Force platforms are considered the gold standard device for CMJ testing (9,29). A force platform allows a comprehensive assessment of the constituent phases of the CMJ, providing metrics expressing the jump output (e.g., net propulsive impulse), the driven forces of the jump (e.g., peak and mean ground reaction forces), and movement strategy (e.g., phase durations). Although there are arguments that force platforms are not accessible due to their high cost and lack of portability, the technology advance has allowed the commercialization of low-cost force platforms (27). In addition, recent publications have provided inexpensive software for CMJ force-time curve analysis (5), suggesting that the use of force platforms will likely grow.

To improve understanding and application of the CMJ data, researchers (5,39) have proposed that force-time data from CMJ testing should be segmented in phases (e.g., unweighing, braking, propulsion, and landing). Indeed, several studies have been published applying this method for CMJ phase segmentation (2,10,13,36,55). However, the segmentation of the CMJ in phases requires multiple calculations (e.g., differentiation, integration) and the identification of thresholds (e.g., integration start and take-off), which may increase the chance of computational error. In addition, errors can also arise from participants (e.g., learning, motivation, fatigue). Each potential source of error (computational and biological) may substantially affect the measurement’s quality. Whether metrics deriving from CMJ phases are consistent across testing sessions is still being determined.

It is established that the jump height (estimated from flight time or takeoff velocity) and ground reaction forces produced during a CMJ vary little from day to day (52).
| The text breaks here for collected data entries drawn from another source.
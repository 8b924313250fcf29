//! Core record primitives for Concierge
//!
//! This crate provides:
//! - The generic `Record` type and typed entity identifiers
//! - Field reconciliation for partial updates (`ChangeSet`)
//! - Page-number formatting for paginated lists

pub mod error;
pub mod paginate;
pub mod reconcile;
pub mod record;

// Re-exports
pub use error::CoreError;
pub use paginate::{format_page_items, page_items, total_pages, PageItem};
pub use reconcile::{cleared_fields, get_changed_fields, remove_empty_fields, remove_empty_values, ChangeSet};
pub use record::{is_empty_value, parse_record, EntityId, EntityKind, Record};

/// Result type for core operations
pub type Result<T> = std::result::Result<T, CoreError>;
//! Relation extractors and their execution plan

use crate::error::HydrateError;
use crate::fetch::EntityFetcher;
use ahash::AHashMap;
use cg_core::EntityKind;
use serde::{Deserialize, Serialize};
use std::fmt;
use std::sync::Arc;

/// Declarative part of a relation: where the id comes from and where the
/// resolved entity goes
///
/// Loaded from configuration; pair it with a fetcher via
/// [`RelationExtractor::from_spec`].
#[derive(Debug, Clone, PartialEq, Eq, Serialize, Deserialize)]
pub struct RelationSpec {
    /// View-model field that receives the resolved entity
    pub field: String,
    /// Entity kind, which selects the cache
    pub kind: EntityKind,
    /// Field holding the foreign key
    pub foreign_key: String,
    /// Read `foreign_key` from the entity resolved for this earlier field
    /// instead of from the primary record
    #[serde(default, skip_serializing_if = "Option::is_none")]
    pub through: Option<String>,
}

impl RelationSpec {
    pub fn new(
        field: impl Into<String>,
        kind: impl Into<EntityKind>,
        foreign_key: impl Into<String>,
    ) -> Self {
        Self {
            field: field.into(),
            kind: kind.into(),
            foreign_key: foreign_key.into(),
            through: None,
        }
    }

    pub fn through(mut self, source_field: impl Into<String>) -> Self {
        self.through = Some(source_field.into());
        self
    }
}

/// A relation spec bound to the fetcher used for cache misses
#[derive(Clone)]
pub struct RelationExtractor {
    spec: RelationSpec,
    fetcher: Arc<dyn EntityFetcher>,
}

impl RelationExtractor {
    pub fn new(
        field: impl Into<String>,
        kind: impl Into<EntityKind>,
        foreign_key: impl Into<String>,
        fetcher: Arc<dyn EntityFetcher>,
    ) -> Self {
        Self::from_spec(RelationSpec::new(field, kind, foreign_key), fetcher)
    }

    pub fn from_spec(spec: RelationSpec, fetcher: Arc<dyn EntityFetcher>) -> Self {
        Self { spec, fetcher }
    }

    /// Resolve this relation through an earlier one (transitive join)
    pub fn through(mut self, source_field: impl Into<String>) -> Self {
        self.spec.through = Some(source_field.into());
        self
    }

    pub fn spec(&self) -> &RelationSpec {
        &self.spec
    }

    pub fn field(&self) -> &str {
        &self.spec.field
    }

    pub fn kind(&self) -> &EntityKind {
        &self.spec.kind
    }

    pub fn fetcher(&self) -> &Arc<dyn EntityFetcher> {
        &self.fetcher
    }
}

impl fmt::Debug for RelationExtractor {
    fn fmt(&self, f: &mut fmt::Formatter<'_>) -> fmt::Result {
        f.debug_struct("RelationExtractor")
            .field("spec", &self.spec)
            .finish_non_exhaustive()
    }
}

/// Validated relations grouped into sequential stages
///
/// Relations reading from the primary record form stage 0. A relation
/// reading through another one runs one stage after its source. All fetches
/// in a stage settle before the next stage starts.
#[derive(Debug, Clone, PartialEq, Eq)]
pub struct RelationPlan {
    stages: Vec<Vec<usize>>,
}

impl RelationPlan {
    /// Validate specs in declaration order and assign stages
    ///
    /// Stage entries are indexes into the given sequence.
    pub fn build<'a, I>(specs: I) -> Result<Self, HydrateError>
    where
        I: IntoIterator<Item = &'a RelationSpec>,
    {
        let mut stage_of: AHashMap<&'a str, usize> = AHashMap::new();
        let mut stages: Vec<Vec<usize>> = Vec::new();

        for (index, spec) in specs.into_iter().enumerate() {
            for (attribute, value) in [
                ("field", spec.field.as_str()),
                ("kind", spec.kind.as_str()),
                ("foreign_key", spec.foreign_key.as_str()),
            ] {
                if value.is_empty() {
                    return Err(HydrateError::EmptyAttribute { index, attribute });
                }
            }
            if spec.through.as_deref() == Some("") {
                return Err(HydrateError::EmptyAttribute {
                    index,
                    attribute: "through",
                });
            }

            if stage_of.contains_key(spec.field.as_str()) {
                return Err(HydrateError::DuplicateField {
                    field: spec.field.clone(),
                });
            }

            let stage = match spec.through.as_deref() {
                None => 0,
                Some(source) => match stage_of.get(source) {
                    Some(&source_stage) => source_stage + 1,
                    None => {
                        return Err(HydrateError::UnknownSource {
                            field: spec.field.clone(),
                            through: source.to_string(),
                        })
                    }
                },
            };

            stage_of.insert(spec.field.as_str(), stage);
            if stages.len() <= stage {
                stages.resize_with(stage + 1, Vec::new);
            }
            stages[stage].push(index);
        }

        Ok(Self { stages })
    }

    pub fn stages(&self) -> &[Vec<usize>] {
        &self.stages
    }

    pub fn is_empty(&self) -> bool {
        self.stages.is_empty()
    }
}
//! Fetch-by-id contract for related entities

use anyhow::Result;
use async_trait::async_trait;
use cg_core::{EntityId, Record};
use serde::{Deserialize, Serialize};
use std::future::Future;

/// Backend response envelope for a single entity
///
/// `success: false`, or `success: true` without `data`, is a soft miss.
#[derive(Debug, Clone, PartialEq, Serialize, Deserialize)]
pub struct FetchResponse {
    pub success: bool,
    #[serde(default, skip_serializing_if = "Option::is_none")]
    pub data: Option<Record>,
    #[serde(default, skip_serializing_if = "Option::is_none")]
    pub message: Option<String>,
}

impl FetchResponse {
    /// Successful response carrying an entity
    pub fn ok(data: Record) -> Self {
        Self {
            success: true,
            data: Some(data),
            message: None,
        }
    }

    /// Successful response without a body (e.g. a PATCH acknowledgement)
    pub fn accepted() -> Self {
        Self {
            success: true,
            data: None,
            message: None,
        }
    }

    /// Non-success response with a reason
    pub fn failure(message: impl Into<String>) -> Self {
        Self {
            success: false,
            data: None,
            message: Some(message.into()),
        }
    }

    /// The entity, if this response carries one
    pub fn into_entity(self) -> Option<Record> {
        if self.success {
            self.data
        } else {
            None
        }
    }
}

/// Fetches one related entity by id
///
/// An `Err` means the request itself failed (transport, decoding). The
/// hydrator treats both that and a non-success response as a soft miss.
#[async_trait]
pub trait EntityFetcher: Send + Sync {
    async fn fetch(&self, id: &EntityId) -> Result<FetchResponse>;
}

/// Adapter turning an async closure into an [`EntityFetcher`]
pub struct FnFetcher<F> {
    f: F,
}

/// Wrap an async closure as a fetcher
///
/// ```ignore
/// let users = fetch_fn(move |id| {
///     let api = api.clone();
///     async move { api.get_user(&id).await }
/// });
/// ```
pub fn fetch_fn<F, Fut>(f: F) -> FnFetcher<F>
where
    F: Fn(EntityId) -> Fut + Send + Sync,
    Fut: Future<Output = Result<FetchResponse>> + Send + 'static,
{
    FnFetcher { f }
}

#[async_trait]
impl<F, Fut> EntityFetcher for FnFetcher<F>
where
    F: Fn(EntityId) -> Fut + Send + Sync,
    Fut: Future<Output = Result<FetchResponse>> + Send + 'static,
{
    async fn fetch(&self, id: &EntityId) -> Result<FetchResponse> {
        (self.f)(id.clone()).await
    }
}
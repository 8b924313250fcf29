//! Configuration management command
//!
//! Shows, locates and validates the screen configuration.

use anyhow::Result;
use cli_lib::config::{self, AppConfig, ScreenConfig};
use owo_colors::OwoColorize;
use std::path::Path;

/// List backend, logging and screen settings
pub async fn run_list(config: &AppConfig) -> Result<()> {
    println!("{}", "Configuration".bold());
    match &config.source {
        Some(path) => println!("{}: {}\n", "Location".dimmed(), path.display().dimmed()),
        None => println!("{}\n", "No config file found, using defaults".dimmed()),
    }

    println!("{}", "[backend]".yellow());
    println!(
        "  {} = {}",
        "fixtures_dir".cyan(),
        config.backend.fixtures_dir.display()
    );

    println!("\n{}", "[logging]".yellow());
    println!("  {} = {}", "level".cyan(), config.logging.level);
    if let Some(dir) = &config.logging.directory {
        println!("  {} = {}", "directory".cyan(), dir.display());
    }

    if config.screens.is_empty() {
        println!("\n{}", "No screens configured".dimmed());
    }
    for screen in &config.screens {
        print_screen(screen);
    }

    Ok(())
}

fn print_screen(screen: &ScreenConfig) {
    println!(
        "\n{} {} {}",
        "[screen]".yellow(),
        screen.name.bold(),
        format!("({}, {} per page)", screen.primary, screen.page_size).dimmed()
    );

    for relation in &screen.relations {
        let source = relation.through.as_deref().unwrap_or("record");
        println!(
            "  {} <- {} {}",
            relation.field.cyan(),
            relation.kind,
            format!("via {}.{}", source, relation.foreign_key).dimmed()
        );
    }
}

/// Show the config file path
pub async fn run_path(explicit: Option<&Path>) -> Result<()> {
    match config::locate(explicit) {
        Some(path) => println!("{}", path.display()),
        None => {
            match config::config_file_path() {
                Some(path) => println!("{}", path.display()),
                None => println!("{}", config::LOCAL_CONFIG_FILE),
            }
            println!(
                "{}",
                "File does not exist. Use 'concierge config example' for a starting point.".yellow()
            );
        }
    }

    Ok(())
}

/// Show example configuration
pub async fn run_example() -> Result<()> {
    print!("{}", config::example_config());
    Ok(())
}

/// Validate the configuration
pub async fn run_check(config: &AppConfig) -> Result<()> {
    config.validate()?;

    let relations: usize = config.screens.iter().map(|s| s.relations.len()).sum();
    println!(
        "{} Configuration is valid ({} screen(s), {} relation(s))",
        "✓".green(),
        config.screens.len(),
        relations
    );
    Ok(())
}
However, this may not be the case for metrics related to jumping strategy since an individual can change the movement strategy (e.g., applying less force for longer duration) while keeping consistent the jump height (12,37).

The usefulness of the CMJ to assess neuromuscular function, especially to monitor exercise-induced small changes in performance (e.g., pre- vs. post-training), depends on data consistency. Consistent metrics increase the likelihood of observing true changes in performance (15). The typical error (expressed as coefficient of variation - CVTE) and intraclass coefficient of correlation (ICC) are often evaluated together to determine consistency. It is generally accepted that a metric is consistent if the ICC ≥ 0.75 and the CVTE ≤ 10% (1,22,57). However, these scores are estimates and should be interpreted considering the 95% confidence interval (22).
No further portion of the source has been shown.